### AIM OF THE EXERCISE
Go through the material below, find each line with the word "VectorBuilder", and copy those lines.

GIVEN DATA section start

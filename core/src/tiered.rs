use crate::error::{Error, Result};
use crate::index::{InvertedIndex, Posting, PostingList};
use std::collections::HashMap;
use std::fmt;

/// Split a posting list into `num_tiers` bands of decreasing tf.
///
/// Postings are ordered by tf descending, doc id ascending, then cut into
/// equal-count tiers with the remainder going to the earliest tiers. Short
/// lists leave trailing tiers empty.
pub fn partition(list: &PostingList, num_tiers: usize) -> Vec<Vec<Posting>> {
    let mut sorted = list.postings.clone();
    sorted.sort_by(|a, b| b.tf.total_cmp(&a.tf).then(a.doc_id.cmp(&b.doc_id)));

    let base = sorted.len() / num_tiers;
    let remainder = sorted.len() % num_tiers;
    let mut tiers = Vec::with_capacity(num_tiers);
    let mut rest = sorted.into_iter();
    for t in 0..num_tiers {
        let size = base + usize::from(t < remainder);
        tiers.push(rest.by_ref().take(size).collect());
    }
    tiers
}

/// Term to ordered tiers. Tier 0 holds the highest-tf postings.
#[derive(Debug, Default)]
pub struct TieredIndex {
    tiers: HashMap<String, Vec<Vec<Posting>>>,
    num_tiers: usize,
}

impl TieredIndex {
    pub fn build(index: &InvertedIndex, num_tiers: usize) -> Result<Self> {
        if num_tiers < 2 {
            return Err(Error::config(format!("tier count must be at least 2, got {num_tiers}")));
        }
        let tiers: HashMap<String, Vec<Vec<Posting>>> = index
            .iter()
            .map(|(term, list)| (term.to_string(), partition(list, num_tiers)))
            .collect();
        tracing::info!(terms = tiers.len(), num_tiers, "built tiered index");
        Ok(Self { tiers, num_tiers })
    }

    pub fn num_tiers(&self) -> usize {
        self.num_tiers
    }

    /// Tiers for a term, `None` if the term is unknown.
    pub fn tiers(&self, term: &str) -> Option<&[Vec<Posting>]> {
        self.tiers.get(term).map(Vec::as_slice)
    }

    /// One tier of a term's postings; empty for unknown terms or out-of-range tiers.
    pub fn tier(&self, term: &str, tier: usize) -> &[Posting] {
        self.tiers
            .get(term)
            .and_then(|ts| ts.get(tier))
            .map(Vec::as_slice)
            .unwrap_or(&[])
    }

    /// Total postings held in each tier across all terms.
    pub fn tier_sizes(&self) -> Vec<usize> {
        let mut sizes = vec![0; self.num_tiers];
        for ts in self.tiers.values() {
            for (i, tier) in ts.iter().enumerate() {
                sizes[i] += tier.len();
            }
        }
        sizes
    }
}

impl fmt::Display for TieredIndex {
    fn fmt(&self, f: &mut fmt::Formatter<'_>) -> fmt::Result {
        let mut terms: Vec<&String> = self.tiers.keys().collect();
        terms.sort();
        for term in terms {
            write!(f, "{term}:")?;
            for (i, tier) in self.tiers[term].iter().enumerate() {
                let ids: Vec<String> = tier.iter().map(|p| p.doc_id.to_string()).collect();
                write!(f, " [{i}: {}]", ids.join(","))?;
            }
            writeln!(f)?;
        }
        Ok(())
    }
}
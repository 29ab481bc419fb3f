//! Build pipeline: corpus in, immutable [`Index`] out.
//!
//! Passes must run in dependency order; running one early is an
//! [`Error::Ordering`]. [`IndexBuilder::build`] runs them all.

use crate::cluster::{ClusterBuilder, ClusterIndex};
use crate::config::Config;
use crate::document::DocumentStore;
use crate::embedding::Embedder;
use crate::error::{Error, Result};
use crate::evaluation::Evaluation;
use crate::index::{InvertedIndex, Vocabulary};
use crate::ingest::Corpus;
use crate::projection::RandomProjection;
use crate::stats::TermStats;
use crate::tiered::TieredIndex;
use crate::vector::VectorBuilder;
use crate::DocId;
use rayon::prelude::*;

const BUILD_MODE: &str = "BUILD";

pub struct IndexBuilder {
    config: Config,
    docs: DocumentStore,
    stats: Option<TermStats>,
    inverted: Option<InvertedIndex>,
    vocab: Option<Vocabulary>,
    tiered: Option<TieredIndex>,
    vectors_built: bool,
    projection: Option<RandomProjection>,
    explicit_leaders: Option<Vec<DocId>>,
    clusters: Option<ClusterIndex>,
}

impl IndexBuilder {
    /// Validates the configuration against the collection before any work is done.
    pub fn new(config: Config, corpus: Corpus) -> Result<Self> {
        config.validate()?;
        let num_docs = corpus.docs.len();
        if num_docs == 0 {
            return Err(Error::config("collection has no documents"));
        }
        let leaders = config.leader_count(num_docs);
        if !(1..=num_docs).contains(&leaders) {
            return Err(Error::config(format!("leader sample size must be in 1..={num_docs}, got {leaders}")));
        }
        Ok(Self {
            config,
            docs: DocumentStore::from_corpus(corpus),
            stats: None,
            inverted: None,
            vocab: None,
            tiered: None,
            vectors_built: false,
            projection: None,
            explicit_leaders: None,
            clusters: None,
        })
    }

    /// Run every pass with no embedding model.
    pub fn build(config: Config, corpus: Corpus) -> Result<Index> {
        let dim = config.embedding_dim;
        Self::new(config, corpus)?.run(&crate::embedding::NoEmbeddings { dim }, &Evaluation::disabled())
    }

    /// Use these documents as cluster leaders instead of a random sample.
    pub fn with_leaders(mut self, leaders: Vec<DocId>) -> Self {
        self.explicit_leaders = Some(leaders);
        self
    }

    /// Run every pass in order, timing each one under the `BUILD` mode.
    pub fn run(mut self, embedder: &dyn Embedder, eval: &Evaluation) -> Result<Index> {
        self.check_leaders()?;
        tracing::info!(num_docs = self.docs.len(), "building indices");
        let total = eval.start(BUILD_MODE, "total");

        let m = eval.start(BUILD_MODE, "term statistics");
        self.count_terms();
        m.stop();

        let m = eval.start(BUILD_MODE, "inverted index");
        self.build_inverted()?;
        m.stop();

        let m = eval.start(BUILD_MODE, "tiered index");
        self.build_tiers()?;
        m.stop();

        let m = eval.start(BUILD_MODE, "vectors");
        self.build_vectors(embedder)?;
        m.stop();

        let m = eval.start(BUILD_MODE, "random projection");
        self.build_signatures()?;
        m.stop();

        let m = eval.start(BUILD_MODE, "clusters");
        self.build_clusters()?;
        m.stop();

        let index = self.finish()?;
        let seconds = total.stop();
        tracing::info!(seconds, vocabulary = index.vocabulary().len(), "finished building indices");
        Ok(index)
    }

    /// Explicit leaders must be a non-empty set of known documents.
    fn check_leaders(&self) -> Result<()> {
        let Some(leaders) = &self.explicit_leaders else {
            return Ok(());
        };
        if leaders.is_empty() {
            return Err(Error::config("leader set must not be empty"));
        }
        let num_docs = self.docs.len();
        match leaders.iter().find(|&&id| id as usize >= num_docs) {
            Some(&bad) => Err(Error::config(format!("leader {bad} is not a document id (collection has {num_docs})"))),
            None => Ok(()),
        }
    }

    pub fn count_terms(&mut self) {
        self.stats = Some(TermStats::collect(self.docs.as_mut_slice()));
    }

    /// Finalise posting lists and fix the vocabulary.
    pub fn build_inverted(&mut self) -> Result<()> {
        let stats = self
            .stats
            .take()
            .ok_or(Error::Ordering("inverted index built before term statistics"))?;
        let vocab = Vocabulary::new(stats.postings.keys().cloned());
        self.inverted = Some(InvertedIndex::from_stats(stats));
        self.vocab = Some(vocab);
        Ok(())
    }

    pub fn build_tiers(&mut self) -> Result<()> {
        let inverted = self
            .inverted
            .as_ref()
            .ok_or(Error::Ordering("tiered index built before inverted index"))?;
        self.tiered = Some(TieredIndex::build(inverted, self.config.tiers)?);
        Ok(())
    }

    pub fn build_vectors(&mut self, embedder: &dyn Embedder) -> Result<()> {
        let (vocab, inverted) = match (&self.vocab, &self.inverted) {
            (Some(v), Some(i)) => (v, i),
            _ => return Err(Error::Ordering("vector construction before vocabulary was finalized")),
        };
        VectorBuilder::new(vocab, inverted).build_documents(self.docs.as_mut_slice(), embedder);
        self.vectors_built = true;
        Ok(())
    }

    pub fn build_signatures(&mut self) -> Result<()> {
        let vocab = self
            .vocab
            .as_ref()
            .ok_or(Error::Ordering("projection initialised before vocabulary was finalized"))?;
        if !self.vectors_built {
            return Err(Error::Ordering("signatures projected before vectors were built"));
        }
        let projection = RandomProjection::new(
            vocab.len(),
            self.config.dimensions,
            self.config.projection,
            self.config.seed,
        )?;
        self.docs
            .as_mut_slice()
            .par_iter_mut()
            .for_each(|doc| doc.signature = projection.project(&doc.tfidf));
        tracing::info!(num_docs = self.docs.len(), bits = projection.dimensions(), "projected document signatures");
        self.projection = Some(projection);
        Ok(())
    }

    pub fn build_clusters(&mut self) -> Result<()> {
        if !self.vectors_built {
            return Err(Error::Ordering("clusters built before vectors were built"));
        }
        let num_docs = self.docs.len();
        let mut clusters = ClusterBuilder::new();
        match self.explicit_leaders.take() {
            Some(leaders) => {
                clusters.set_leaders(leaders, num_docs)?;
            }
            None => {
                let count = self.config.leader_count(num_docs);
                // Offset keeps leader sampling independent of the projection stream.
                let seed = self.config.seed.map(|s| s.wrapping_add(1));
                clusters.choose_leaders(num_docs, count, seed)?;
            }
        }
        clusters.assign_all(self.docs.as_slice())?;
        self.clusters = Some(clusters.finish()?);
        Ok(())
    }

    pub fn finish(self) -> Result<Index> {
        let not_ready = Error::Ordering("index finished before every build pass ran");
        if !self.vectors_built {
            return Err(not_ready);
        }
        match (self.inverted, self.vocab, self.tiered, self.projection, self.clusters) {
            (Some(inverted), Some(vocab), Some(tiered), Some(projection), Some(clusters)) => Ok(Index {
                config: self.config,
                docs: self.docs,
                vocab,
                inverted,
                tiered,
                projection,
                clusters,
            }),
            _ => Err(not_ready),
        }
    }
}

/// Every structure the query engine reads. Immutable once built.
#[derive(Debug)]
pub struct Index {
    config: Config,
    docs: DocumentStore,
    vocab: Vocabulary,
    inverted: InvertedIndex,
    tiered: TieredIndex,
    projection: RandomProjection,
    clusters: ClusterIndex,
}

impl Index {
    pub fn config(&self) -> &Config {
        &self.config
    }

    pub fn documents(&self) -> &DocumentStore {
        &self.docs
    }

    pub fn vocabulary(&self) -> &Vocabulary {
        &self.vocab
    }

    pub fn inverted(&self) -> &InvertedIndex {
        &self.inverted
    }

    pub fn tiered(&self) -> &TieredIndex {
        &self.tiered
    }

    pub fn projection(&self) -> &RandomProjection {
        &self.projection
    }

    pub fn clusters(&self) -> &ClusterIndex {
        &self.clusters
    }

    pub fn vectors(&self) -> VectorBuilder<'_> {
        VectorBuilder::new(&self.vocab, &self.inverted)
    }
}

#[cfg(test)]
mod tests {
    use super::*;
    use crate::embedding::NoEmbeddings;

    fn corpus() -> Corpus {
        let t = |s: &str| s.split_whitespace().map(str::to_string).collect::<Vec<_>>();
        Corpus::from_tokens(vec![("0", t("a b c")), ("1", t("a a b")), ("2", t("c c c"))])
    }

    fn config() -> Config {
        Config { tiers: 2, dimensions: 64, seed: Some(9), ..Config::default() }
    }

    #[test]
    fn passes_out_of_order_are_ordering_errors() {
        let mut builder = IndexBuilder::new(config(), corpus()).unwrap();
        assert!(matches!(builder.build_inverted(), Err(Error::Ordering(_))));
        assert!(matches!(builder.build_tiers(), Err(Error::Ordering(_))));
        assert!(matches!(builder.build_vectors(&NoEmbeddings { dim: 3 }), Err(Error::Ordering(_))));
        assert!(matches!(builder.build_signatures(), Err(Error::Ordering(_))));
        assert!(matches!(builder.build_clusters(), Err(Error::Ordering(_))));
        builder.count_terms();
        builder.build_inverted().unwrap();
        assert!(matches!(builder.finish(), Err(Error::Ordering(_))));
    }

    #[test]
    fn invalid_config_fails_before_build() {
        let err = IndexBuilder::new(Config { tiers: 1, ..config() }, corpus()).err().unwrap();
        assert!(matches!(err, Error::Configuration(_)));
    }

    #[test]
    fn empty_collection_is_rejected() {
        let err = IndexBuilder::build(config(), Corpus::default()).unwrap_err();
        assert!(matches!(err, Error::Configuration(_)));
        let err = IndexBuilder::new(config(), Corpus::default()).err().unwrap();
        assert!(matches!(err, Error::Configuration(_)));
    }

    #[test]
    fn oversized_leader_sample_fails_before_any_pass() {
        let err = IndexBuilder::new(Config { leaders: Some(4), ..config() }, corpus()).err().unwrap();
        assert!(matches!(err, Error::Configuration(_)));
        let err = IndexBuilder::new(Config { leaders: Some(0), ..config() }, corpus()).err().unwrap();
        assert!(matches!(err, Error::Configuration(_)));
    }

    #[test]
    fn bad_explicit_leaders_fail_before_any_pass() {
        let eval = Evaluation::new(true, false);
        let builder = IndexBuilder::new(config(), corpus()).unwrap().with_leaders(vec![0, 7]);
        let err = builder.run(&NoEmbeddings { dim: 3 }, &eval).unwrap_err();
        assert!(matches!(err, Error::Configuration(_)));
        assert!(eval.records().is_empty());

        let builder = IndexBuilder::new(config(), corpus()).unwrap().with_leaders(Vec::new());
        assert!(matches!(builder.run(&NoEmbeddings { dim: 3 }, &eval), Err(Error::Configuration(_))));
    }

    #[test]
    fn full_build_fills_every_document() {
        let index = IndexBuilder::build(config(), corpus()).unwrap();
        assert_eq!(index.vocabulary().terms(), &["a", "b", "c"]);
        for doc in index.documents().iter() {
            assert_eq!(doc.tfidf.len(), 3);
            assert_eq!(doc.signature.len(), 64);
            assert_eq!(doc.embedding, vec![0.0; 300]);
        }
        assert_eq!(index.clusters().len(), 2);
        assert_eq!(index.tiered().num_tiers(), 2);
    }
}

GIVEN DATA section end

### RESPONSE TO THIS EXERCISE
use crate::vector::VectorBuilder;
        VectorBuilder::new(vocab, inverted).build_documents(self.docs.as_mut_slice(), embedder);
    pub fn vectors(&self) -> VectorBuilder<'_> {
        VectorBuilder::new(&self.vocab, &self.inverted)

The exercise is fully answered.